Here are the 13 most offensive things about the first episode of Rush Hour in order of least to most awful.

1. Detective James Carter (Justin Hires) and Detective Lee (Jon Foo) have only one clue to help them find the enemy hideout: It’s a fantastic noodle joint in Chinatown with a “smoking hot-ass hostess.”

2. “You speak English?” This is an expected callback to the original movie, but it’s still absurd to think that they would ask a visiting officer from Hong Kong who didn’t speak English to team up with someone who didn’t speak Chinese.

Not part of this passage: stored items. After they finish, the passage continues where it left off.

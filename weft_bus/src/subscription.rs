use crate::TopicPattern;
use std::sync::Arc;
use tokio::sync::Mutex as AsyncMutex;
use tokio::task::JoinHandle;
use tokio_util::sync::CancellationToken;
use tracing::debug;

/// A live consumer registration returned by
/// [`Subscribe::subscribe`](crate::Subscribe::subscribe).
///
/// The handle ties together the binding pattern, the durable subscription
/// (consumer-group) name, the transport-side consumer identifier, and the
/// consumer pump task. [`dispose`](Subscription::dispose) terminates the
/// registration: it cancels the pump's scoped token, waits for the pump to
/// drain its in-flight delivery, and runs the transport's cleanup exactly
/// once. Disposal is idempotent; repeated calls are no-ops.
pub struct Subscription {
    consumer_id: Arc<str>,
    pattern: TopicPattern,
    subscription_name: Arc<str>,
    cancel: CancellationToken,
    pump: AsyncMutex<Option<JoinHandle<()>>>,
}

impl Subscription {
    /// Creates a new subscription handle. Intended for transport
    /// implementations; application code receives handles from
    /// [`Subscribe::subscribe`](crate::Subscribe::subscribe).
    pub fn new(
        consumer_id: impl AsRef<str>,
        pattern: TopicPattern,
        subscription_name: impl AsRef<str>,
        cancel: CancellationToken,
        pump: JoinHandle<()>,
    ) -> Self {
        Self {
            consumer_id: Arc::from(consumer_id.as_ref()),
            pattern,
            subscription_name: Arc::from(subscription_name.as_ref()),
            cancel,
            pump: AsyncMutex::new(Some(pump)),
        }
    }

    /// Exposes the transport-side consumer identifier, useful for logging.
    pub fn consumer_id(&self) -> &str {
        &self.consumer_id
    }

    /// Exposes the binding pattern of this subscription.
    pub fn pattern(&self) -> &TopicPattern {
        &self.pattern
    }

    /// Exposes the durable consumer-group name of this subscription.
    pub fn subscription_name(&self) -> &str {
        &self.subscription_name
    }

    /// Reports whether this subscription has been disposed (or is currently
    /// being disposed).
    pub fn is_disposed(&self) -> bool {
        self.cancel.is_cancelled()
    }

    /// Terminates this subscription: unregisters the transport consumer and
    /// drains in-flight work. After this method returns, the handler
    /// receives zero further deliveries. Idempotent.
    pub async fn dispose(&self) {
        // Signal the pump first, so it stops picking up new deliveries
        self.cancel.cancel();

        // Await the pump exactly once; concurrent/repeated calls find `None`
        let handle = self.pump.lock().await.take();
        if let Some(handle) = handle {
            let _ = handle.await;
        }
    }
}

impl Drop for Subscription {
    fn drop(&mut self) {
        if !self.cancel.is_cancelled() {
            // The pump stays parked on its token; nothing drains it anymore
            debug!(
                consumer_id = self.consumer_id.as_ref(),
                "Dropped a subscription handle without disposing it",
            );
            self.cancel.cancel();
        }
    }
}
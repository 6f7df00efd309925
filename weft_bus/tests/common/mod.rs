use std::sync::Arc;
use tokio::sync::mpsc;
use weft_bus::{handler_fn, Envelope, MessageHandler, MessageResult};

/// Builds a handler that acknowledges every delivery and forwards the
/// envelope into the returned channel for assertions.
pub fn collector() -> (
    Arc<dyn MessageHandler>,
    mpsc::UnboundedReceiver<Envelope>,
) {
    let (sender, receiver) = mpsc::unbounded_channel();

    let handler = handler_fn(move |envelope| {
        let sender = sender.clone();
        async move {
            let _ = sender.send(envelope);
            MessageResult::Ack
        }
    });

    (handler, receiver)
}
use std::time::Duration;
use weft_core::{FabricContext, FabricSpindown, TerminationCause};

/// The global context and spindown registry are process-wide singletons, so
/// this file holds a single test that exercises the full terminate-and-drain
/// cycle in one process.
#[tokio::test(flavor = "multi_thread")]
async fn manual_termination_drains_workloads() {
    // Given: a child token and a background workload that cleans up on
    // termination, under an explicit shutdown budget
    FabricSpindown::set_shutdown_budget(Duration::from_secs(2));
    let child = FabricContext::child_token();
    let token = FabricSpindown::register("test:workload");

    let workload = tokio::spawn(async move {
        FabricContext::terminated().await;

        // Simulate brief clean-up before punching out
        tokio::time::sleep(Duration::from_millis(10)).await;
        token.punch_out();
    });

    assert!(FabricContext::is_alive());
    assert_eq!(FabricContext::termination_cause(), None);
    assert!(!child.is_cancelled());

    // When
    weft_core::weft_shutdown().await;

    // Then
    assert!(FabricContext::is_terminated());
    assert_eq!(
        FabricContext::termination_cause(),
        Some(TerminationCause::Requested),
    );
    assert!(child.is_cancelled());
    assert!(workload.await.is_ok());

    // Repeated termination produces no additional effect
    FabricContext::terminate();
    assert!(FabricContext::is_terminated());
}
#![allow(dead_code)] // not every test binary uses every helper

use async_trait::async_trait;
use std::sync::Arc;
use std::time::Duration;
use tokio::sync::mpsc;
use tokio::time::timeout;
use weft_agent::protocol::UserResponse;
use weft_agent::{SubscriptionSpec, UnsolicitedDisplay};
use weft_bus::{handler_fn, Envelope, MessageHandler, MessageResult, TopicPattern};

/// Builds a handler that acknowledges every delivery and forwards the
/// envelope into the returned channel for assertions.
pub fn collector() -> (
    Arc<dyn MessageHandler>,
    mpsc::UnboundedReceiver<Envelope>,
) {
    let (sender, receiver) = mpsc::unbounded_channel();

    let handler = handler_fn(move |envelope| {
        let sender = sender.clone();
        async move {
            let _ = sender.send(envelope);
            MessageResult::Ack
        }
    });

    (handler, receiver)
}

/// Awaits the next collected envelope, within one second.
pub async fn next(receiver: &mut mpsc::UnboundedReceiver<Envelope>) -> Envelope {
    timeout(Duration::from_secs(1), receiver.recv())
        .await
        .expect("expected a delivery within one second")
        .expect("collector channel closed")
}

/// Builds a subscription spec out of string literals.
pub fn spec(pattern: &str, name: &str) -> SubscriptionSpec {
    SubscriptionSpec {
        topic_pattern: TopicPattern::parse(pattern).unwrap(),
        subscription_name: name.to_string(),
    }
}

/// A display collaborator that records unsolicited replies for assertions.
pub struct RecordingDisplay {
    sender: mpsc::UnboundedSender<UserResponse>,
}

impl RecordingDisplay {
    pub fn new() -> (Arc<Self>, mpsc::UnboundedReceiver<UserResponse>) {
        let (sender, receiver) = mpsc::unbounded_channel();

        (Arc::new(Self { sender }), receiver)
    }
}

#[async_trait]
impl UnsolicitedDisplay for RecordingDisplay {
    async fn show_unsolicited(&self, _envelope: &Envelope, response: UserResponse) {
        let _ = self.sender.send(response);
    }
}
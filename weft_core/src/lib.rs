//! Process-wide facades shared by every Weft component: the global fabric
//! context (a single cancellation point for the whole process) and the
//! spindown registry that gives background workloads a chance to clean up
//! before the process exits.
#![deny(missing_docs)]
#![cfg_attr(test, deny(warnings))]

/// Fabric context.
mod context;
pub use self::context::{FabricContext, TerminationCause};

/// Spindown registry & tokens.
mod spindown;
pub use self::spindown::{token::SpindownToken, FabricSpindown};

/// Globally recognized field name that, when present in a `tracing` macro
/// call, should trigger an event for an external alerting system.
pub const ALERT_FIELD_NAME: &str = "alert";

/// [Terminates](FabricContext::terminate) the global [`FabricContext`] and
/// waits for [`FabricSpindown`] to complete.
///
/// This is the global shutdown-and-clean-up routine for all workloads that
/// integrate with the Weft family via [`FabricContext`] and
/// [`FabricSpindown`]. Await on this function as the last thing before
/// returning from the main application logic.
pub async fn weft_shutdown() {
    // Terminate the global fabric context
    FabricContext::terminate();

    // Wait for the registered spindown workloads to finish
    FabricSpindown::completed().await;
}
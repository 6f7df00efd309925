use async_trait::async_trait;
use std::sync::atomic::{AtomicU32, Ordering};
use std::sync::Arc;
use std::time::Duration;
use weft_agent::protocol::{ErrorReply, UserMessage, WireMessage};
use weft_agent::{
    AgentHost, Consume, ErrorCode, HandlerContext, HandlerFault, HostConfig, OutboundReply,
    Respond,
};
use weft_bus::{Envelope, InProcessBus, Publish, Subscribe, Topic, TopicPattern};

mod common;
use common::{collector, next, spec};

struct CountingConsumer {
    invocations: Arc<AtomicU32>,
}

#[async_trait]
impl Consume<UserMessage> for CountingConsumer {
    async fn consume(
        &self,
        _message: UserMessage,
        _ctx: &HandlerContext,
    ) -> Result<(), HandlerFault> {
        self.invocations.fetch_add(1, Ordering::Relaxed);

        Ok(())
    }
}

struct FailingResponder;

#[async_trait]
impl Respond<UserMessage> for FailingResponder {
    async fn respond(
        &self,
        _message: UserMessage,
        _ctx: &HandlerContext,
    ) -> Result<OutboundReply, HandlerFault> {
        Err(HandlerFault::invalid_arguments("the content is empty"))
    }
}

fn user_message_envelope(content: &str) -> Envelope {
    Envelope::builder()
        .with_payload(
            UserMessage::MESSAGE_TYPE,
            &UserMessage {
                content: content.to_string(),
                target: None,
            },
        )
        .unwrap()
        .with_source("test")
        .build()
        .unwrap()
}

#[tokio::test(flavor = "multi_thread")]
async fn typed_dispatch_routes_by_message_type() {
    // Given
    let bus = Arc::new(InProcessBus::default());
    let invocations = Arc::new(AtomicU32::new(0));
    let config = HostConfig {
        agent_name: "listener".to_string(),
        subscriptions: vec![spec("user.message", "listener")],
    };
    let host = AgentHost::builder(config)
        .consume::<UserMessage, _>(CountingConsumer {
            invocations: Arc::clone(&invocations),
        })
        .build(
            Arc::clone(&bus) as Arc<dyn Publish>,
            Arc::clone(&bus) as Arc<dyn Subscribe>,
        )
        .unwrap();
    host.start().await.unwrap();

    // When: one envelope of the registered type, one of an unknown type,
    // and one of the registered type with a payload that does not decode
    let topic = Topic::parse("user.message").unwrap();
    bus.publish(&topic, user_message_envelope("hello"))
        .await
        .unwrap();

    let unknown_type = Envelope::builder()
        .with_message_type("mystery")
        .with_source("test")
        .with_body(b"{}".to_vec())
        .build()
        .unwrap();
    bus.publish(&topic, unknown_type).await.unwrap();

    let malformed = Envelope::builder()
        .with_message_type(UserMessage::MESSAGE_TYPE)
        .with_source("test")
        .with_body(b"not json".to_vec())
        .build()
        .unwrap();
    bus.publish(&topic, malformed).await.unwrap();

    // Then: only the well-formed, registered envelope reached the handler;
    // the other two were dead-lettered without an invocation
    tokio::time::sleep(Duration::from_millis(100)).await;
    assert_eq!(invocations.load(Ordering::Relaxed), 1);

    host.shutdown().await;
}

#[tokio::test(flavor = "multi_thread")]
async fn invocation_fault_becomes_a_classified_error_reply() {
    // Given
    let bus = Arc::new(InProcessBus::default());
    let config = HostConfig {
        agent_name: "responder".to_string(),
        subscriptions: vec![spec("user.message", "responder")],
    };
    let host = AgentHost::builder(config)
        .respond::<UserMessage, _>(FailingResponder)
        .build(
            Arc::clone(&bus) as Arc<dyn Publish>,
            Arc::clone(&bus) as Arc<dyn Subscribe>,
        )
        .unwrap();
    host.start().await.unwrap();

    let (handler, mut replies) = collector();
    let reply_subscription = bus
        .subscribe(TopicPattern::parse("replies").unwrap(), "caller", handler)
        .await
        .unwrap();

    // When
    let envelope = Envelope::builder()
        .with_payload(
            UserMessage::MESSAGE_TYPE,
            &UserMessage {
                content: String::new(),
                target: None,
            },
        )
        .unwrap()
        .with_reply_to(Topic::parse("replies").unwrap())
        .with_correlation_id("c9")
        .with_source("caller")
        .build()
        .unwrap();
    bus.publish(&Topic::parse("user.message").unwrap(), envelope)
        .await
        .unwrap();

    // Then
    let reply = next(&mut replies).await;
    assert_eq!(reply.message_type(), "error");
    assert_eq!(reply.correlation_id(), Some("c9"));
    assert_eq!(reply.source(), "responder");

    let error = reply.decode::<ErrorReply>().unwrap();
    assert_eq!(error.code, ErrorCode::InvalidArguments);
    assert!(!error.is_retryable);

    reply_subscription.dispose().await;
    host.shutdown().await;
}
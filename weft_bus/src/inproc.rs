use crate::{
    Envelope, MessageHandler, MessageResult, Publish, PublishError, Subscribe, SubscribeError,
    Subscription, Topic, TopicPattern,
};
use async_trait::async_trait;
use parking_lot::Mutex as SyncMutex;
use serde::Deserialize;
use std::sync::atomic::{AtomicUsize, Ordering};
use std::sync::Arc;
use tokio::select;
use tokio::sync::{mpsc, Mutex as AsyncMutex};
use tokio::task::JoinHandle;
use tokio_util::sync::CancellationToken;
use weft_core::{FabricContext, FabricSpindown};
use tracing::{debug, warn};

/// Configuration of the [`InProcessBus`].
#[derive(Debug, Clone, PartialEq, Eq, Deserialize)]
#[serde(default)]
pub struct InProcessConfig {
    /// Capacity of each consumer-group queue. [`None`] (the default) makes
    /// the queues unbounded, which suits tests; a bounded capacity exerts
    /// backpressure on publishers.
    pub queue_capacity: Option<usize>,
    /// How many times a message may be redelivered after a
    /// [`Retry`](MessageResult::Retry) before it is treated as a
    /// [`DeadLetter`](MessageResult::DeadLetter) and discarded.
    pub max_redeliveries: u32,
}

impl Default for InProcessConfig {
    fn default() -> Self {
        Self {
            queue_capacity: None,
            max_redeliveries: 3,
        }
    }
}

/// An in-memory transport with the same contract as the AMQP transport:
/// topic-routed fan-out across consumer groups, competing consumers within a
/// group, and the full [`MessageResult`] state machine with an in-band retry
/// count.
///
/// There is no cross-process durability; queues evaporate on process exit.
/// Intended for tests and single-process deployments.
#[derive(Clone)]
pub struct InProcessBus {
    inner: Arc<BusInner>,
}

struct BusInner {
    config: InProcessConfig,
    /// Live consumer groups. Delivery takes a snapshot under the lock and
    /// fans out outside of it, so no handler ever runs under this mutex.
    groups: SyncMutex<Vec<Arc<Group>>>,
}

/// One durable consumer group: a single queue shared by every subscription
/// registered under the same name, plus the set of binding patterns.
struct Group {
    name: Arc<str>,
    bindings: SyncMutex<Vec<TopicPattern>>,
    sender: QueueSender,
    receiver: Arc<AsyncMutex<QueueReceiver>>,
    members: AtomicUsize,
}

enum QueueSender {
    Bounded(mpsc::Sender<Envelope>),
    Unbounded(mpsc::UnboundedSender<Envelope>),
}

enum QueueReceiver {
    Bounded(mpsc::Receiver<Envelope>),
    Unbounded(mpsc::UnboundedReceiver<Envelope>),
}

impl InProcessBus {
    /// Creates a bus with the given configuration.
    pub fn new(config: InProcessConfig) -> Self {
        Self {
            inner: Arc::new(BusInner {
                config,
                groups: SyncMutex::new(Vec::new()),
            }),
        }
    }

    /// Composes a globally unique, human-readable consumer identifier.
    fn compose_consumer_id(subscription_name: &str) -> Arc<str> {
        static COUNTER: AtomicUsize = AtomicUsize::new(0);

        Arc::from(format!(
            "inproc:sub:{}:{}",
            subscription_name,
            COUNTER.fetch_add(1, Ordering::Relaxed),
        ))
    }
}

impl Default for InProcessBus {
    fn default() -> Self {
        Self::new(InProcessConfig::default())
    }
}

#[async_trait]
impl Publish for InProcessBus {
    async fn publish(&self, topic: &Topic, envelope: Envelope) -> Result<(), PublishError> {
        // Snapshot the live groups before fanning out, so no handler or
        // queue send ever happens under the registry lock
        let groups = self.inner.groups.lock().clone();

        for group in groups {
            if !group.matches(topic) {
                continue;
            }

            // One copy per group; competing consumers share the queue.
            // A send error means the group died mid-fan-out, which is
            // indistinguishable from it being disposed a moment earlier.
            if group.sender.send(envelope.clone()).await.is_err() {
                debug!(
                    group = group.name.as_ref(),
                    topic = topic.as_str(),
                    "Skipped delivery to a consumer group that is gone",
                );
            }
        }

        Ok(())
    }
}

#[async_trait]
impl Subscribe for InProcessBus {
    async fn subscribe(
        &self,
        pattern: TopicPattern,
        subscription_name: &str,
        handler: Arc<dyn MessageHandler>,
    ) -> Result<Subscription, SubscribeError> {
        let group = self.inner.join_group(&pattern, subscription_name);

        // The pump token is a child of the global context: fabric
        // termination stops every pump, disposal stops just this one
        let cancel = FabricContext::child_token();
        let consumer_id = Self::compose_consumer_id(subscription_name);

        let pump = spawn_pump(
            Arc::clone(&self.inner),
            Arc::clone(&group),
            Arc::clone(&handler),
            cancel.clone(),
            Arc::clone(&consumer_id),
        );

        Ok(Subscription::new(
            consumer_id.as_ref(),
            pattern,
            subscription_name,
            cancel,
            pump,
        ))
    }
}

impl BusInner {
    /// Finds the consumer group with the given name, creating it if needed,
    /// registers the given binding on it, and counts the caller in as a
    /// member.
    fn join_group(&self, pattern: &TopicPattern, name: &str) -> Arc<Group> {
        let mut groups = self.groups.lock();

        if let Some(group) = groups.iter().find(|group| group.name.as_ref() == name) {
            group.add_binding(pattern);
            group.members.fetch_add(1, Ordering::Relaxed);

            return Arc::clone(group);
        }

        let group = Arc::new(Group::new(name, pattern, &self.config));
        groups.push(Arc::clone(&group));

        group
    }

    /// Counts a pump out of its group; the last member takes the group out
    /// of the registry, so future publishes stop queueing onto it.
    fn leave_group(&self, group: &Arc<Group>) {
        let mut groups = self.groups.lock();

        if group.members.fetch_sub(1, Ordering::Relaxed) == 1 {
            groups.retain(|candidate| !Arc::ptr_eq(candidate, group));
        }
    }
}

impl Group {
    fn new(name: &str, pattern: &TopicPattern, config: &InProcessConfig) -> Self {
        let (sender, receiver) = match config.queue_capacity {
            Some(capacity) => {
                let (sender, receiver) = mpsc::channel(capacity.max(1));
                (
                    QueueSender::Bounded(sender),
                    QueueReceiver::Bounded(receiver),
                )
            }
            None => {
                let (sender, receiver) = mpsc::unbounded_channel();
                (
                    QueueSender::Unbounded(sender),
                    QueueReceiver::Unbounded(receiver),
                )
            }
        };

        Self {
            name: Arc::from(name),
            bindings: SyncMutex::new(vec![pattern.clone()]),
            sender,
            receiver: Arc::new(AsyncMutex::new(receiver)),
            members: AtomicUsize::new(1),
        }
    }

    /// Registers an additional binding pattern, mirroring how a broker queue
    /// accumulates bindings. Bindings are never removed while the group
    /// lives.
    fn add_binding(&self, pattern: &TopicPattern) {
        let mut bindings = self.bindings.lock();

        if !bindings
            .iter()
            .any(|existing| existing.as_str() == pattern.as_str())
        {
            bindings.push(pattern.clone());
        }
    }

    /// Reports whether any binding of this group matches the given topic.
    fn matches(&self, topic: &Topic) -> bool {
        self.bindings
            .lock()
            .iter()
            .any(|pattern| pattern.matches(topic))
    }
}

impl QueueSender {
    async fn send(&self, envelope: Envelope) -> Result<(), ()> {
        match self {
            QueueSender::Bounded(sender) => sender.send(envelope).await.map_err(|_| ()),
            QueueSender::Unbounded(sender) => sender.send(envelope).map_err(|_| ()),
        }
    }

    fn try_send(&self, envelope: Envelope) -> Result<(), ()> {
        match self {
            QueueSender::Bounded(sender) => sender.try_send(envelope).map_err(|_| ()),
            QueueSender::Unbounded(sender) => sender.send(envelope).map_err(|_| ()),
        }
    }
}

impl QueueReceiver {
    async fn recv(&mut self) -> Option<Envelope> {
        match self {
            QueueReceiver::Bounded(receiver) => receiver.recv().await,
            QueueReceiver::Unbounded(receiver) => receiver.recv().await,
        }
    }
}

/// Spawns the consumer pump for one subscription.
fn spawn_pump(
    inner: Arc<BusInner>,
    group: Arc<Group>,
    handler: Arc<dyn MessageHandler>,
    cancel: CancellationToken,
    consumer_id: Arc<str>,
) -> JoinHandle<()> {
    tokio::spawn(async move {
        let _spindown_token = FabricSpindown::register(consumer_id.as_ref());

        pump(&inner, &group, handler.as_ref(), &cancel, &consumer_id).await;

        inner.leave_group(&group);
    })
}

/// The cooperative consumer loop: receive, invoke the handler under the
/// subscription-scoped token, translate the result into the queue operation.
async fn pump(
    inner: &BusInner,
    group: &Group,
    handler: &dyn MessageHandler,
    cancel: &CancellationToken,
    consumer_id: &str,
) {
    loop {
        // Competing consumers take turns on the single group receiver; the
        // lock is held only across the receive, never across the handler
        let envelope = {
            let mut receiver = select! {
                biased;
                _ = cancel.cancelled() => break,
                receiver = group.receiver.lock() => receiver,
            };

            select! {
                biased;
                _ = cancel.cancelled() => break,
                received = receiver.recv() => match received {
                    Some(envelope) => envelope,
                    None => break,
                },
            }
        };

        // Invoke the handler, still watching for disposal
        let result = select! {
            biased;
            _ = cancel.cancelled() => {
                // Abandoned mid-handler: put the message back for the
                // remaining members, best effort
                if group.try_requeue(envelope).is_err() {
                    warn!(
                        consumer_id,
                        "Dropped an in-flight message while disposing a subscription",
                    );
                }
                break;
            }
            result = handler.handle(envelope.clone(), cancel) => result,
        };

        match result {
            MessageResult::Ack => {}
            MessageResult::Retry => retry(inner, group, envelope, consumer_id).await,
            MessageResult::DeadLetter => {
                warn!(
                    alert = true,
                    consumer_id,
                    message_id = envelope.message_id(),
                    message_type = envelope.message_type(),
                    "Dead-lettered a message; the in-process transport discards it",
                );
            }
        }
    }
}

/// Requeues a message after a [`Retry`](MessageResult::Retry), honoring the
/// redelivery cap.
async fn retry(inner: &BusInner, group: &Group, envelope: Envelope, consumer_id: &str) {
    let attempt = envelope.attempt() + 1;

    if attempt > inner.config.max_redeliveries {
        warn!(
            alert = true,
            consumer_id,
            message_id = envelope.message_id(),
            message_type = envelope.message_type(),
            attempt,
            "Exhausted redeliveries; discarding the message",
        );
        return;
    }

    // Requeueing places the message behind newer arrivals; per-group FIFO
    // is only promised for messages that are never retried
    if group.sender.send(envelope.with_attempt(attempt)).await.is_err() {
        warn!(
            consumer_id,
            "Failed to requeue a message on a consumer group that is gone",
        );
    }
}

impl Group {
    fn try_requeue(&self, envelope: Envelope) -> Result<(), ()> {
        self.sender.try_send(envelope)
    }
}

#[cfg(test)]
mod tests {
    use super::*;
    use pretty_assertions::assert_eq;

    #[test]
    fn config_defaults_from_empty() {
        // Given
        let input = "{}";
        let expected_output = InProcessConfig::default();

        // When
        let actual_output = serde_yml::from_str::<InProcessConfig>(input).unwrap();

        // Then
        assert_eq!(expected_output, actual_output);
        assert_eq!(actual_output.queue_capacity, None);
        assert_eq!(actual_output.max_redeliveries, 3);
    }

    #[test]
    fn config_deserialize_from_full() {
        // Given
        let input = "queue_capacity: 64\nmax_redeliveries: 5\n";

        // When
        let actual_output = serde_yml::from_str::<InProcessConfig>(input).unwrap();

        // Then
        assert_eq!(actual_output.queue_capacity, Some(64));
        assert_eq!(actual_output.max_redeliveries, 5);
    }

    #[test]
    fn groups_accumulate_bindings() {
        // Given
        let bus = InProcessBus::default();
        let pattern_a = TopicPattern::parse("agent.*").unwrap();
        let pattern_b = TopicPattern::parse("tool.#").unwrap();

        // When
        let group_one = bus.inner.join_group(&pattern_a, "workers");
        let group_two = bus.inner.join_group(&pattern_b, "workers");

        // Then
        assert!(Arc::ptr_eq(&group_one, &group_two));
        assert_eq!(group_one.members.load(Ordering::Relaxed), 2);
        assert!(group_one.matches(&Topic::parse("agent.task").unwrap()));
        assert!(group_one.matches(&Topic::parse("tool.invoke").unwrap()));
        assert!(!group_one.matches(&Topic::parse("user.message").unwrap()));
    }

    #[test]
    fn last_member_removes_the_group() {
        // Given
        let bus = InProcessBus::default();
        let pattern = TopicPattern::parse("agent.*").unwrap();
        let group = bus.inner.join_group(&pattern, "workers");

        // When
        bus.inner.leave_group(&group);

        // Then
        assert!(bus.inner.groups.lock().is_empty());
    }
}
use std::sync::Arc;
use std::time::Duration;
use tokio::time::timeout;
use weft_agent::protocol::UserMessage;
use weft_agent::{ProxyConfig, RequestProxy, SendError};
use weft_bus::{InProcessBus, Publish, Subscribe};

mod common;
use common::RecordingDisplay;

/// Fabric termination is process-global, so this file holds the single test
/// that shuts the fabric down.
#[tokio::test(flavor = "multi_thread")]
async fn fabric_shutdown_cancels_outstanding_requests() {
    // Given: a proxy with a request in flight that nobody will ever answer
    let bus = Arc::new(InProcessBus::default());
    let (display, _unsolicited) = RecordingDisplay::new();
    let proxy = RequestProxy::start(
        Arc::clone(&bus) as Arc<dyn Publish>,
        Arc::clone(&bus) as Arc<dyn Subscribe>,
        display,
        ProxyConfig::default(),
    )
    .await
    .unwrap();

    let outstanding = tokio::spawn({
        let proxy = Arc::clone(&proxy);
        async move {
            proxy
                .send(
                    UserMessage {
                        content: "anyone?".to_string(),
                        target: None,
                    },
                    None,
                    Some(Duration::from_secs(60)),
                )
                .await
        }
    });
    tokio::time::sleep(Duration::from_millis(50)).await;

    // When: the whole fabric shuts down
    weft_core::weft_shutdown().await;

    // Then: the caller observes cancellation well inside the shutdown
    // budget, rather than running into its own 60-second timeout
    let result = timeout(Duration::from_secs(1), outstanding)
        .await
        .unwrap()
        .unwrap();
    assert!(matches!(result, Err(SendError::Cancelled)));
}
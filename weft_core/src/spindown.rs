use self::registry::SpindownRegistry;
use crate::SpindownToken;
use std::sync::atomic::{AtomicU64, Ordering};
use std::sync::OnceLock;
use std::time::Duration;

mod registry;
pub mod token;

// Global singleton spindown registry
static GLOBAL: OnceLock<SpindownRegistry> = OnceLock::new();

// The shutdown budget, in milliseconds, applied when the registry is first
// touched
const DEFAULT_BUDGET_MS: u64 = 2_000;
static BUDGET_MS: AtomicU64 = AtomicU64::new(DEFAULT_BUDGET_MS);

/// Facade for the process-global spindown registry.
///
/// Background workloads of the fabric — a broker connection keeper, a
/// consumer pump, a correlation proxy — [register](FabricSpindown::register)
/// here and receive a [`SpindownToken`]. When the process shuts down, the
/// main task [waits](FabricSpindown::completed) for every registered
/// workload to punch its token out within the **shutdown budget**, which
/// gives the workloads their window to close connections, cancel pending
/// requests, and drain in-flight deliveries instead of being killed
/// mid-operation.
///
/// This facade does **not** tell the workloads to begin spinning down; that
/// is the job of the global [`FabricContext`](crate::FabricContext), which
/// each workload is expected to watch.
pub struct FabricSpindown;

impl FabricSpindown {
    /// Informs the global spindown registry that a workload with the given
    /// human-readable name will need to be awaited during spindown.
    ///
    /// The returned [`SpindownToken`] must be used by the workload to signal
    /// back once it has gracefully completed; dropping the token counts.
    pub fn register(name: impl AsRef<str>) -> SpindownToken {
        Self::registry().register(name.as_ref())
    }

    /// Adjusts the shutdown budget: how long [`completed`](Self::completed)
    /// waits for the registered workloads before giving up on the
    /// stragglers.
    ///
    /// Must be called before any interaction with the registry (such as
    /// [registering](Self::register) a workload); later calls have no
    /// effect.
    pub fn set_shutdown_budget(budget: Duration) {
        BUDGET_MS.store(budget.as_millis() as u64, Ordering::Relaxed);
    }

    /// Collects all previously [registered](FabricSpindown::register)
    /// workloads and waits, within the shutdown budget, for them to signal
    /// completion. Performed in repeated cycles: workloads registered while
    /// earlier ones are draining are awaited in the next cycle, under the
    /// same shared budget.
    pub async fn completed() {
        let _ = Self::registry().drained().await;
    }

    /// Retrieves the global (singleton) [`SpindownRegistry`], lazily
    /// initialized with the budget configured at that moment.
    fn registry() -> &'static SpindownRegistry {
        GLOBAL.get_or_init(|| {
            let budget = Duration::from_millis(BUDGET_MS.load(Ordering::Relaxed));

            SpindownRegistry::new(budget)
        })
    }
}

3. “You’re on a desk until further notice.” It would be an insult to all clichés to call Rush Hour’s dialogue cliché. Carter’s boss, Captain Cole, all but asks for his gun and badge. That being said, you sort of get the sense that Wendie Malick, who plays the long-suffering Captain (is there any other kind?), knows how low these jokes are and she delivers them with a knowing smile. In an alternate universe, this show is Brooklyn Nine-Nine but with martial arts, and that show is much better.

4. The stolen goods are… terracotta warriors? There are plenty of other things that China has — like heroin? Guns? All the normal things that other countries have to smuggle? If this were the Chinese version of the show, that would be like the bad guys stealing a shipment of hamburgers. Because, y'know, Americans really love burgers — and because that’s all the research the writers got around to doing about America.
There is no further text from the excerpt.